Counterterrorism Strategies Could Work in Our Schools

Written by Thomas Gibbon on Saturday July 25, 2009

Much attention is paid to the violent drug wars in Mexico. Not enough is paid to the drug trade fueled by deadly gangs on our streets. Thousands have died in Mexico since the government began battling armed cartels. Thousands die in cities like Baltimore every year.

While teaching for two years in inner city Baltimore, the same scene played out just about every day. Kids would tag the walls or halls of the school with whatever markers, paints or pens they could find. After school, our hard-working, sleepy custodian would then be carefully painting over them with silver or red paint – the colors of our school. “I got to do this everyday. These kids,” he’d say.

Gang leaders recruit all types of kids. The smart ones handle the money and more responsibility. The ones with ADD or learning disabilities are typically the ones standing on the corners or running the drugs to and from. Girls are prevalent in gangs too; often, in order to get into the gang, girl’s are “sexed in,” meaning they have sex with many other gang members until proven worthy of acceptance into the gang. The kids who enter gangs are basically brainwashed; they are promised protection, prestige and a type of family environment they might not be getting at home. At least that’s what the Baltimore City Police Dept. detectives would tell us when they’d come and brief teachers about gang activities and wars. We had these briefings a few times per year.

Much attention is paid to the violent drug wars in Mexico. Not enough is paid to the drug trade fueled by deadly gangs on our streets. Thousands have died in Mexico since the government began battling like hell against the armed cartels. Thousands die in cities like Baltimore every year across our country; it’s not much better than Mexico, if at all better in the slums of urban America where gangs thrive and residents are held hostage.

The deaths of gang members or drug dealers (it’s of course too broad to say they are one and the same) are usually written up as little blurbs in the paper, if at all. BaltimoreSun.com has a little map checker where one can pinpoint where recent murders were. The dots represent humans killed. It’s eerie looking at it – to think how far removed one living in an American suburb can be from a city that is only a few miles away.

Gangs are too often dismissed as a result of urban issues such as bad schools, lack of job opportunities, institutional racism, broken homes, drug addiction and the like. They ought to be treated more as a cause of these things.

The counterterrorism strategy our military uses in Iraq and Afghanistan is “clear, hold, build.” Something similar is needed to sweep out gangs in this country, particularly in our inner cities, where huge numbers of residents feel they are held hostage by hot-headed, violent, destructive and angry young men and women.

This doesn’t need to be done by police, but by residents demanding to take back their cities. There are movements to end gang killings. There are brave and proud individuals and community groups who try so hard to combat the gang problems in Baltimore. The gangs and drugs and violence, which perpetuate the same old urban issues, are winning though, and it’s not even close.

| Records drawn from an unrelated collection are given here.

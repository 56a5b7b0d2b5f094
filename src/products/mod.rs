/// Expected check outcomes: expiry states and classification
pub mod expected;

/// Unexpected check outcomes: all error types
pub mod unexpected;

/// Per-host check result
pub mod certificate_result;

/// At-risk hosts collected for notification
pub mod notification_batch;

/// Run report
pub mod report;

I go into the city and meet with my students to run or talk about books I’ve given them to read over the summer. These are good kids and they come from good families. They go to church on Sunday, help their grandparents, and do their best in the awful school they attend. But across the street, there are kids chilling around in white tanks and blue K.C. Royals hats. They are there to show who is in charge of the neighborhood. And it’s sad because I know who is winning. I don’t even speak about it with the kids I go and visit; it’s unspoken that they are just trying to get the hell out of this city alive and with a possibility to live a better life somehow. I go not to preach about any kind of better life. I go to talk about running and the goals that can be set to achieve personal greatness. I go to talk about the universal themes and ideas that literature represents to people of all races and backgrounds.

Test scores just came out for the year and Baltimore City and P.G. county, a suburb of D.C., were in dead last in Maryland, a state that was awarded a title for best public school system in the country. The scores in the cities and slums don’t have to be so bad; they are a sign that people give up on each other and their country. There is no hope and no true freedom without an education.

We have more than enough political pundits in this country; we need more people discussing life and death issues like gangs and inner city violence and poverty and test scores that reveal that our nation is not equally committed to education as a civil right. These shouldn’t be treated as abstract “social issues” but as issues that make or break the heartbeat of our nation.

Inner-city America might never vote Republican, but the liberal ideal will only keep the blame game going. The liberal ideal keeps people dependent on a government structure that will never be big enough to clear the Crips and Bloods off the corner, hold them at bay while kids work uninterrupted in school to receive the education they deserve before they can come back to build tradition and foundation for generations of greatness to come.